いや、寧ろ制御が下手なのかも…と冷静ぶって分析してみる。「うーん…どうしよう」と悩みつつ、不意に一番近くに浮いていた光の球が気になった。
淡い光を放つそれをまじまじと見つめるとーーー私は目を見開いた。
「私…?」
それは意識を失い地面に倒れている自分自身が映し出されていた。
「もしかして、現実のリアルタイム映像?」
そう推測した私は、少し離れた別の球体に目を移した。遠いからか、ぼやけて見えるーーー違う。

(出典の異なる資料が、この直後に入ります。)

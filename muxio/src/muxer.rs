//! Merge orchestration.
//!
//! One linear pipeline per request: resolve both records, check free space,
//! resolve the final name, invoke the merge tool, report a terminal
//! [`MuxOutcome`]. No step is retried; the first failure ends the request.

use std::path::{Path, PathBuf};
use std::sync::Arc;

use serde::{Deserialize, Serialize};
use tracing::{debug, error, info, warn};

use crate::Error;
use crate::capacity::{CapacityProbe, DiskCapacity};
use crate::config::Settings;
use crate::naming::{self, ExtensionOverrides};
use crate::records::{DownloadRecord, RecordStore};
use crate::tool::{FfmpegMerger, MergeTool};
use crate::units::{self, SizeContext};

/// One merge request: both streams confirmed complete, merge the result
/// into `target_dir`.
#[derive(Debug, Clone, PartialEq, Serialize, Deserialize)]
pub struct MuxRequest {
    pub video_gid: String,
    pub audio_gid: String,
    pub target_dir: PathBuf,
}

/// Terminal outcome of a merge request.
#[derive(Debug, Clone, PartialEq, Serialize, Deserialize)]
#[serde(tag = "status", rename_all = "snake_case")]
pub enum MuxOutcome {
    /// The merged container exists at `final_path`; `final_size` is the
    /// human-readable sum of both input sizes.
    Completed {
        final_path: PathBuf,
        final_size: String,
    },
    /// A referenced download has no record; nothing was attempted.
    RecordNotFound { gid: String },
    /// Known free space is below the summed input size; the tool was never
    /// invoked.
    InsufficientSpace {
        required_bytes: u64,
        available_bytes: u64,
    },
    /// The merge tool executable could not be located.
    ToolNotFound { message: String },
    /// The tool exited non-zero; `stderr` is its captured error stream.
    ToolError {
        exit_code: Option<i32>,
        stderr: String,
    },
    /// A stored size string failed to parse: an upstream data defect, not a
    /// user-actionable error.
    SizeFormat { message: String },
    /// Filesystem failure while preparing or cleaning up the output path.
    Io { message: String },
}

impl MuxOutcome {
    pub fn is_completed(&self) -> bool {
        matches!(self, MuxOutcome::Completed { .. })
    }

    pub fn final_path(&self) -> Option<&Path> {
        match self {
            MuxOutcome::Completed { final_path, .. } => Some(final_path),
            _ => None,
        }
    }
}

impl From<Error> for MuxOutcome {
    fn from(error: Error) -> Self {
        match error {
            Error::RecordNotFound { gid } => MuxOutcome::RecordNotFound { gid },
            Error::InsufficientSpace {
                required_bytes,
                available_bytes,
            } => MuxOutcome::InsufficientSpace {
                required_bytes,
                available_bytes,
            },
            Error::ToolNotFound(message) => MuxOutcome::ToolNotFound { message },
            Error::ToolError { exit_code, stderr } => MuxOutcome::ToolError { exit_code, stderr },
            Error::SizeFormat(message) => MuxOutcome::SizeFormat { message },
            Error::Io(e) => MuxOutcome::Io {
                message: e.to_string(),
            },
        }
    }
}

/// Drives the end-to-end merge pipeline, one request per call.
///
/// Holds no mutable state: concurrent calls for different requests are
/// independent. The tool invocation blocks the calling task until the
/// external process exits, so callers on an interactive path should go
/// through [`crate::worker::spawn_merge`].
pub struct Muxer {
    store: Arc<dyn RecordStore>,
    capacity: Arc<dyn CapacityProbe>,
    tool: Arc<dyn MergeTool>,
    settings: Settings,
    overrides: ExtensionOverrides,
}

impl Muxer {
    pub fn new(store: Arc<dyn RecordStore>, settings: Settings) -> Self {
        Self {
            store,
            capacity: Arc::new(DiskCapacity),
            tool: Arc::new(FfmpegMerger::from_env()),
            settings,
            overrides: ExtensionOverrides::default(),
        }
    }

    pub fn with_capacity(mut self, capacity: Arc<dyn CapacityProbe>) -> Self {
        self.capacity = capacity;
        self
    }

    pub fn with_tool(mut self, tool: Arc<dyn MergeTool>) -> Self {
        self.tool = tool;
        self
    }

    pub fn with_overrides(mut self, overrides: ExtensionOverrides) -> Self {
        self.overrides = overrides;
        self
    }

    /// Run the pipeline to its terminal outcome.
    pub async fn run(&self, request: &MuxRequest) -> MuxOutcome {
        debug!(
            video_gid = %request.video_gid,
            audio_gid = %request.audio_gid,
            target_dir = %request.target_dir.display(),
            "merge initiated"
        );

        match self.try_run(request).await {
            Ok((final_path, final_size)) => {
                info!(path = %final_path.display(), size = %final_size, "merge completed");
                MuxOutcome::Completed {
                    final_path,
                    final_size,
                }
            }
            Err(e) => {
                if matches!(e, Error::SizeFormat(_)) {
                    error!(error = %e, "size string defect in download records");
                }
                MuxOutcome::from(e)
            }
        }
    }

    async fn try_run(&self, request: &MuxRequest) -> crate::Result<(PathBuf, String)> {
        let video = self.lookup(&request.video_gid).await?;
        let audio = self.lookup(&request.audio_gid).await?;
        debug!(
            video = %video.path.display(),
            audio = %audio.path.display(),
            "records resolved"
        );

        let required_bytes =
            units::parse_size(&video.size)?.saturating_add(units::parse_size(&audio.size)?);
        if let Some(available_bytes) = self.capacity.free_bytes(&request.target_dir) {
            if required_bytes > available_bytes {
                warn!(
                    required_bytes,
                    available_bytes, "refusing merge: not enough free space"
                );
                return Err(Error::InsufficientSpace {
                    required_bytes,
                    available_bytes,
                });
            }
        } else {
            debug!("free space unknown, proceeding without the check");
        }

        let source_name = video
            .path
            .file_name()
            .map(|n| n.to_string_lossy().into_owned())
            .unwrap_or_else(|| "unnamed".to_string());
        let reserved = naming::reserve_final_name(
            &source_name,
            &request.target_dir,
            &self.overrides,
            &self.settings,
        )?;
        debug!(path = %reserved.path().display(), "final name resolved");

        let output = reserved.yield_to_writer()?;
        match self.tool.merge(&video.path, &audio.path, &output).await {
            Ok(()) => {
                let final_size = units::format_size(required_bytes, SizeContext::Size);
                Ok((output, final_size))
            }
            Err(e) => {
                remove_partial_output(&output);
                Err(e)
            }
        }
    }

    async fn lookup(&self, gid: &str) -> crate::Result<DownloadRecord> {
        self.store
            .get(gid)
            .await
            .ok_or_else(|| Error::RecordNotFound {
                gid: gid.to_string(),
            })
    }
}

/// Best-effort removal of whatever the failed tool run left behind.
fn remove_partial_output(path: &Path) {
    if let Err(e) = std::fs::remove_file(path) {
        if e.kind() != std::io::ErrorKind::NotFound {
            warn!(path = %path.display(), error = %e, "could not remove partial output");
        }
    }
}
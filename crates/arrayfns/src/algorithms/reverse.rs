//! Mirroring a matrix along one axis.

// Feature-gated imports
#[cfg(not(feature = "std"))]
use alloc::vec::Vec;

/// Axis along which [`reverse_axis`] mirrors a matrix.
#[derive(Debug, Clone, Copy, PartialEq, Eq)]
pub enum Axis {
    /// Reverse along the first dimension: each column is flipped top to bottom.
    Rows,

    /// Reverse along the second dimension: each row is flipped left to right.
    Columns,
}

impl Axis {
    /// Axis for a host selector, `0` or `1`.
    pub fn from_index(index: i64) -> Option<Self> {
        match index {
            0 => Some(Self::Rows),
            1 => Some(Self::Columns),
            _ => None,
        }
    }
}

/// Copy of the `rows x cols` matrix `x` mirrored along `axis`.
pub fn reverse_axis<T: Copy>(x: &[T], rows: usize, cols: usize, axis: Axis) -> Vec<T> {
    let mut out = Vec::with_capacity(rows * cols);
    if cols == 0 {
        return out;
    }

    match axis {
        Axis::Rows => {
            for row in x.chunks_exact(cols).rev() {
                out.extend_from_slice(row);
            }
        }
        Axis::Columns => {
            for row in x.chunks_exact(cols) {
                out.extend(row.iter().rev().copied());
            }
        }
    }

    out
}
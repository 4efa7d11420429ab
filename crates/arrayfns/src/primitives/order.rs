//! Order utilities: extreme-element scans and bisection.
//!
//! ## Purpose
//!
//! Leaf routines shared by the kernels. Scatter assignment locates the
//! smallest and largest subscript once per call, and interpolation locates
//! the segment containing each query point by bisection.
//!
//! ## Invariants
//!
//! * `min_index`/`max_index` return the first position of the extreme value.
//! * `binary_search` assumes ascending input and returns the index of the
//!   largest element `<= value`, or `None` when `value` is below the first
//!   element.

// External dependencies
use core::cmp::Ordering;

/// Position of the first smallest element, or `None` for an empty slice.
pub fn min_index<T: PartialOrd>(values: &[T]) -> Option<usize> {
    let first = values.first()?;
    let mut best = (0, first);
    for (i, v) in values.iter().enumerate().skip(1) {
        if *v < *best.1 {
            best = (i, v);
        }
    }
    Some(best.0)
}

/// Position of the first largest element, or `None` for an empty slice.
pub fn max_index<T: PartialOrd>(values: &[T]) -> Option<usize> {
    let first = values.first()?;
    let mut best = (0, first);
    for (i, v) in values.iter().enumerate().skip(1) {
        if *v > *best.1 {
            best = (i, v);
        }
    }
    Some(best.0)
}

/// Index of the largest element of the ascending slice `sorted` that is
/// `<= value`.
///
/// Returns `None` when `value` is below `sorted[0]` (or `sorted` is empty).
/// An exact hit returns its position directly, so with duplicate keys the
/// result may be any of the equal positions bisection lands on first.
pub fn binary_search<T: PartialOrd>(value: T, sorted: &[T]) -> Option<usize> {
    let first = sorted.first()?;
    if value < *first {
        return None;
    }

    let mut bottom: isize = 0;
    let mut top: isize = sorted.len() as isize - 1;

    while bottom < top {
        let middle = (top + bottom) / 2;
        match sorted[middle as usize].partial_cmp(&value) {
            Some(Ordering::Less) => bottom = middle + 1,
            Some(Ordering::Greater) => top = middle - 1,
            _ => return Some(middle as usize),
        }
    }

    // bottom may have overshot by one past an element greater than value
    if sorted[bottom as usize] > value {
        (bottom as usize).checked_sub(1)
    } else {
        Some(bottom as usize)
    }
}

ハッとして、私は鉱山内部の立体地図を頭の中に作り出した。そして周囲の球体の位置と比較する。
「あぁ…そう言うことか!!」
この光は、人生を映しているのだ。おそらく一人一つ、それぞれ割り当てられている。
そして亡くなった場合、光が消えるのだ。先ほど覗こうとした遠くの映像は、ぼやけているのではなく
「さっき私が始末した奴らのものが、位置的に被さっているのか」
この光は人と連動している。状況を、位置を投影しているのだ。
私は苦々しく言った。
「私は意識を閉じ込められた訳じゃなく、ましてや別の空間に移動した訳でもない…ここは高次元の世界」
つまり
「流石、知恵の女神の眷属」
高らかな声を上げて姿を現したのは、
「真理の上に立つ存在…」
この罠を作ったのは人ではなく上位存在だと言う事だ。
マジかよ…と、私は悲痛に顔を歪めた。
相手は初めて合う上位存在だ。だが、おそらく相手の名はーーー
「君ならもう分かっているよね?」
「……」
相手の問い掛けに私は口を噤むが、恨めしそうに見る目は答えていた。
その様子だけで満足なのか、相手は「まぁ、あの状況なら簡単に特定出来るよね」とはにかむように言う。
「けど、何人かは勘違いしてるみたいだなぁ」
「…わざとではなく?」
つい問うてしまい、私は自身に悪態をつくが、相手は特に仕掛けるつもりはないのか
「俺は自分の象徴を刻んだだけさ。それを勝手に勘違いする連中が悪い」
「……」
「寧ろ俺は傷付いてるんだぜ?まるでアスクレピオスの方が有名とでも言いたげで」
「……」
それは某世界的保健的な機構のマークが、そんな感じだからじゃないですか?とつい突っ込んでしまいそうになるのを抑える。